> Task item: Transcribe the material from its first line onward, ending with the line that contains "use tg_fanout::state::MemoryStateStore;" and adding nothing beyond it.

> Entries shown:
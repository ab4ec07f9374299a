//! Run controller lifecycle: scheduling, cancellation surface, terminal
//! states, and final-report guarantees, driven through mock collaborators.

use async_trait::async_trait;
use std::sync::{Arc, Mutex};
use std::time::Duration;
use tg_fanout::cancel::CancelFlag;
use tg_fanout::controller::{RunController, RunStatus, SubmitError};
use tg_fanout::dispatcher::DispatchTiming;
use tg_fanout::job::{Recipient, RunSpec};
use tg_fanout::report::{ChatReportSink, ReportError};
use tg_fanout::source::{RecipientSource, SourceError};
use tg_fanout::state::MemoryStateStore;
use tg_fanout::transport::{SendError, SendOptions, Transport};

fn base_spec() -> RunSpec {
    RunSpec {
        message_text: "promo".to_string(),
        image_url: None,
        buttons: Vec::new(),
        estimated_user_count: None,
        report_chat_id: None,
        webhook_url: None,
        report_interval_minutes: 1,
        test_recipients: None,
    }
}

fn recipients(range: std::ops::RangeInclusive<i64>) -> Vec<Recipient> {
    range.map(|k| Recipient { key: k, chat_id: k }).collect()
}

/// Transport whose sends block until the test opens the gate
struct GatedTransport {
    attempts: Mutex<Vec<i64>>,
    gate: tokio::sync::watch::Receiver<bool>,
}

impl GatedTransport {
    fn new() -> (Arc<Self>, tokio::sync::watch::Sender<bool>) {
        let (tx, rx) = tokio::sync::watch::channel(false);
        (
            Arc::new(Self {
                attempts: Mutex::new(Vec::new()),
                gate: rx,
            }),
            tx,
        )
    }

    fn attempt_count(&self) -> usize {
        self.attempts.lock().expect("attempts lock").len()
    }

    async fn record(&self, chat_id: i64) -> Result<(), SendError> {
        self.attempts.lock().expect("attempts lock").push(chat_id);
        let mut gate = self.gate.clone();
        let _ = gate.wait_for(|open| *open).await;
        Ok(())
    }
}

#[async_trait]
impl Transport for GatedTransport {
    async fn send_text(
        &self,
        chat_id: i64,
        _text: &str,
        _opts: &SendOptions,
    ) -> Result<(), SendError> {
        self.record(chat_id).await
    }

    async fn send_photo(
        &self,
        chat_id: i64,
        _image_url: &str,
        _caption: &str,
        _opts: &SendOptions,
    ) -> Result<(), SendError> {
        self.record(chat_id).await
    }
}

/// Transport that always succeeds instantly
struct OkTransport {
    attempts: Mutex<Vec<i64>>,
}

impl OkTransport {
    fn new() -> Arc<Self> {
        Arc::new(Self {
            attempts: Mutex::new(Vec::new()),
        })
    }

    fn attempt_count(&self) -> usize {
        self.attempts.lock().expect("attempts lock").len()
    }
}

#[async_trait]
impl Transport for OkTransport {
    async fn send_text(
        &self,
        chat_id: i64,
        _text: &str,
        _opts: &SendOptions,
    ) -> Result<(), SendError> {
        self.attempts.lock().expect("attempts lock").push(chat_id);
        Ok(())
    }

    async fn send_photo(
        &self,
        chat_id: i64,
        _image_url: &str,
        _caption: &str,
        _opts: &SendOptions,
    ) -> Result<(), SendError> {
        self.attempts.lock().expect("attempts lock").push(chat_id);
        Ok(())
    }
}

/// Chat sink recording sends and in-place edits
struct RecordingChatSink {
    sends: Mutex<Vec<String>>,
    edits: Mutex<Vec<(i32, String)>>,
}

impl RecordingChatSink {
    fn new() -> Arc<Self> {
        Arc::new(Self {
            sends: Mutex::new(Vec::new()),
            edits: Mutex::new(Vec::new()),
        })
    }
}

#[async_trait]
impl ChatReportSink for RecordingChatSink {
    async fn send_report(&self, _chat_id: i64, text: &str) -> Result<i32, ReportError> {
        self.sends.lock().expect("sends lock").push(text.to_string());
        Ok(555)
    }

    async fn edit_report(
        &self,
        _chat_id: i64,
        message_id: i32,
        text: &str,
    ) -> Result<(), ReportError> {
        self.edits
            .lock()
            .expect("edits lock")
            .push((message_id, text.to_string()));
        Ok(())
    }
}

/// Keyset source over recipients `1..=total`
struct KeyedSource {
    total: i64,
    fail_after: Option<i64>,
}

#[async_trait]
impl RecipientSource for KeyedSource {
    async fn fetch_page(
        &self,
        after_key: i64,
        limit: usize,
    ) -> Result<Vec<Recipient>, SourceError> {
        if let Some(boundary) = self.fail_after {
            if after_key >= boundary {
                return Err(SourceError::Malformed("scripted failure".to_string()));
            }
        }
        Ok(((after_key + 1)..=self.total)
            .take(limit)
            .map(|k| Recipient { key: k, chat_id: k })
            .collect())
    }
}

fn controller(
    store: Arc<MemoryStateStore>,
    transport: Arc<dyn Transport>,
    chat_sink: Arc<dyn ChatReportSink>,
    source: Arc<dyn RecipientSource>,
) -> RunController {
    RunController::new(store, transport, chat_sink, source, DispatchTiming::default())
}

#[tokio::test(start_paused = true)]
async fn immediate_run_completes_with_one_final_report() {
    let store = Arc::new(MemoryStateStore::new());
    let transport = OkTransport::new();
    let sink = RecordingChatSink::new();
    let mut spec = base_spec();
    spec.test_recipients = Some(recipients(1..=3));
    spec.report_chat_id = Some(7);

    let ctrl = controller(
        store,
        transport.clone(),
        sink.clone(),
        Arc::new(KeyedSource {
            total: 0,
            fail_after: None,
        }),
    );
    let receipt = ctrl.submit(spec, None).await.expect("submit");
    ctrl.wait(&receipt.run_id).await;

    assert_eq!(ctrl.status(&receipt.run_id).await, Some(RunStatus::Completed));
    assert_eq!(transport.attempt_count(), 3);

    // one sub-batch, well under the report interval: exactly the final report
    let sends = sink.sends.lock().expect("sends lock");
    assert_eq!(sends.len(), 1);
    assert!(sends[0].contains("- Messages sent: 3"));
    assert!(sink.edits.lock().expect("edits lock").is_empty());
}

#[tokio::test(start_paused = true)]
async fn long_run_reports_periodically_and_edits_in_place() {
    let store = Arc::new(MemoryStateStore::new());
    let transport = OkTransport::new();
    let sink = RecordingChatSink::new();
    let mut spec = base_spec();
    spec.report_chat_id = Some(7);
    spec.estimated_user_count = Some(2000);

    // 4 pages of pacing adds up to more than one report interval
    let ctrl = controller(
        store,
        transport.clone(),
        sink.clone(),
        Arc::new(KeyedSource {
            total: 2000,
            fail_after: None,
        }),
    );
    let receipt = ctrl.submit(spec, None).await.expect("submit");
    ctrl.wait(&receipt.run_id).await;

    assert_eq!(ctrl.status(&receipt.run_id).await, Some(RunStatus::Completed));
    assert_eq!(sink.sends.lock().expect("sends lock").len(), 1);
    let edits = sink.edits.lock().expect("edits lock");
    // the periodic tick created the message; everything after edits it
    assert!(!edits.is_empty(), "expected in-place edits after the first send");
    assert!(edits.iter().all(|(id, _)| *id == 555));
    let last = &edits[edits.len() - 1].1;
    assert!(last.contains("- Messages sent: 2000"));
    assert!(last.contains("- Progress: 100.00%"));
}

#[tokio::test]
async fn scheduled_run_is_removed_by_cancel_before_start() {
    let store = Arc::new(MemoryStateStore::new());
    let transport = OkTransport::new();
    let sink = RecordingChatSink::new();
    let mut spec = base_spec();
    spec.test_recipients = Some(recipients(1..=3));

    let ctrl = controller(
        store,
        transport.clone(),
        sink.clone(),
        Arc::new(KeyedSource {
            total: 0,
            fail_after: None,
        }),
    );
    let receipt = ctrl
        .submit(spec, Some(Duration::from_secs(60)))
        .await
        .expect("submit");
    assert_eq!(ctrl.status(&receipt.run_id).await, Some(RunStatus::Scheduled));

    ctrl.cancel(&receipt.run_id).await.expect("cancel");
    ctrl.wait(&receipt.run_id).await;

    assert_eq!(ctrl.status(&receipt.run_id).await, Some(RunStatus::Cancelled));
    assert_eq!(transport.attempt_count(), 0);
    // the run never entered the loop, so no report was produced
    assert!(sink.sends.lock().expect("sends lock").is_empty());
}

#[tokio::test(start_paused = true)]
async fn cancelling_a_scheduled_run_also_writes_the_durable_flag() {
    let store = Arc::new(MemoryStateStore::new());
    let transport = OkTransport::new();
    let sink = RecordingChatSink::new();
    let mut spec = base_spec();
    spec.test_recipients = Some(recipients(1..=3));

    let ctrl = controller(
        Arc::clone(&store),
        transport.clone(),
        sink,
        Arc::new(KeyedSource {
            total: 0,
            fail_after: None,
        }),
    );
    let receipt = ctrl
        .submit(spec, Some(Duration::from_secs(60)))
        .await
        .expect("submit");
    ctrl.cancel(&receipt.run_id).await.expect("cancel");

    // the flag backs up the abort token, so a cancel survives even when
    // the token fires too late to matter
    let flag = CancelFlag::new(store);
    assert!(flag.is_cancelled(&receipt.run_id).await.expect("flag read"));

    ctrl.wait(&receipt.run_id).await;
    assert_eq!(ctrl.status(&receipt.run_id).await, Some(RunStatus::Cancelled));
    assert_eq!(transport.attempt_count(), 0);
}

#[tokio::test(start_paused = true)]
async fn flag_only_cancel_at_the_start_boundary_stops_the_run() {
    let store = Arc::new(MemoryStateStore::new());
    let transport = OkTransport::new();
    let sink = RecordingChatSink::new();
    let mut spec = base_spec();
    spec.test_recipients = Some(recipients(1..=3));
    spec.report_chat_id = Some(7);

    let ctrl = controller(
        Arc::clone(&store),
        transport.clone(),
        sink.clone(),
        Arc::new(KeyedSource {
            total: 0,
            fail_after: None,
        }),
    );
    let receipt = ctrl
        .submit(spec, Some(Duration::from_secs(60)))
        .await
        .expect("submit");

    // only the durable flag is set, as if the abort token had fired just
    // after the start delay elapsed
    CancelFlag::new(store.clone())
        .cancel(&receipt.run_id)
        .await
        .expect("flag write");

    ctrl.wait(&receipt.run_id).await;
    assert_eq!(ctrl.status(&receipt.run_id).await, Some(RunStatus::Cancelled));
    assert_eq!(transport.attempt_count(), 0);
    // the run never entered the dispatch loop, so no report was produced
    assert!(sink.sends.lock().expect("sends lock").is_empty());
}

#[tokio::test]
async fn cancel_all_removes_scheduled_runs_but_not_running_ones() {
    let store = Arc::new(MemoryStateStore::new());
    let (gated, gate) = GatedTransport::new();
    let sink = RecordingChatSink::new();

    let mut running_spec = base_spec();
    running_spec.test_recipients = Some(recipients(1..=1));
    let mut scheduled_spec = base_spec();
    scheduled_spec.test_recipients = Some(recipients(1..=1));

    let ctrl = controller(
        store,
        gated.clone(),
        sink.clone(),
        Arc::new(KeyedSource {
            total: 0,
            fail_after: None,
        }),
    );

    let running = ctrl.submit(running_spec, None).await.expect("submit");
    let first = ctrl
        .submit(scheduled_spec.clone(), Some(Duration::from_secs(60)))
        .await
        .expect("submit");
    let second = ctrl
        .submit(scheduled_spec, Some(Duration::from_secs(120)))
        .await
        .expect("submit");

    // let the running run block inside its first send
    while gated.attempt_count() == 0 {
        tokio::time::sleep(Duration::from_millis(10)).await;
    }

    ctrl.cancel("all").await.expect("cancel all");
    ctrl.wait(&first.run_id).await;
    ctrl.wait(&second.run_id).await;

    assert_eq!(ctrl.status(&first.run_id).await, Some(RunStatus::Cancelled));
    assert_eq!(ctrl.status(&second.run_id).await, Some(RunStatus::Cancelled));
    assert_eq!(ctrl.status(&running.run_id).await, Some(RunStatus::Running));

    // released, the running run finishes normally
    gate.send(true).expect("open gate");
    ctrl.wait(&running.run_id).await;
    assert_eq!(ctrl.status(&running.run_id).await, Some(RunStatus::Completed));
}

#[tokio::test(start_paused = true)]
async fn source_failure_ends_as_failed_with_partial_progress_reported() {
    let store = Arc::new(MemoryStateStore::new());
    let transport = OkTransport::new();
    let sink = RecordingChatSink::new();
    let mut spec = base_spec();
    spec.report_chat_id = Some(7);

    // first page succeeds, the second fetch blows up
    let ctrl = controller(
        store,
        transport.clone(),
        sink.clone(),
        Arc::new(KeyedSource {
            total: 2000,
            fail_after: Some(500),
        }),
    );
    let receipt = ctrl.submit(spec, None).await.expect("submit");
    ctrl.wait(&receipt.run_id).await;

    assert_eq!(ctrl.status(&receipt.run_id).await, Some(RunStatus::Failed));
    assert_eq!(transport.attempt_count(), 500);
    let sends = sink.sends.lock().expect("sends lock");
    assert_eq!(sends.len(), 1);
    assert!(sends[0].contains("- Messages sent: 500"));
}

#[tokio::test]
async fn invalid_spec_is_rejected_at_submission() {
    let store = Arc::new(MemoryStateStore::new());
    let transport = OkTransport::new();
    let sink = RecordingChatSink::new();
    let mut spec = base_spec();
    spec.message_text = "  ".to_string();

    let ctrl = controller(
        store,
        transport,
        sink,
        Arc::new(KeyedSource {
            total: 0,
            fail_after: None,
        }),
    );
    let result = ctrl.submit(spec, None).await;
    assert!(matches!(result, Err(SubmitError::Validation(_))));
}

> The answer:
repository ab4ec07f9374299a
//! Run controller lifecycle: scheduling, cancellation surface, terminal
//! states, and final-report guarantees, driven through mock collaborators.

use async_trait::async_trait;
use std::sync::{Arc, Mutex};
use std::time::Duration;
use tg_fanout::cancel::CancelFlag;
use tg_fanout::controller::{RunController, RunStatus, SubmitError};
use tg_fanout::dispatcher::DispatchTiming;
use tg_fanout::job::{Recipient, RunSpec};
use tg_fanout::report::{ChatReportSink, ReportError};
use tg_fanout::source::{RecipientSource, SourceError};
use tg_fanout::state::MemoryStateStore;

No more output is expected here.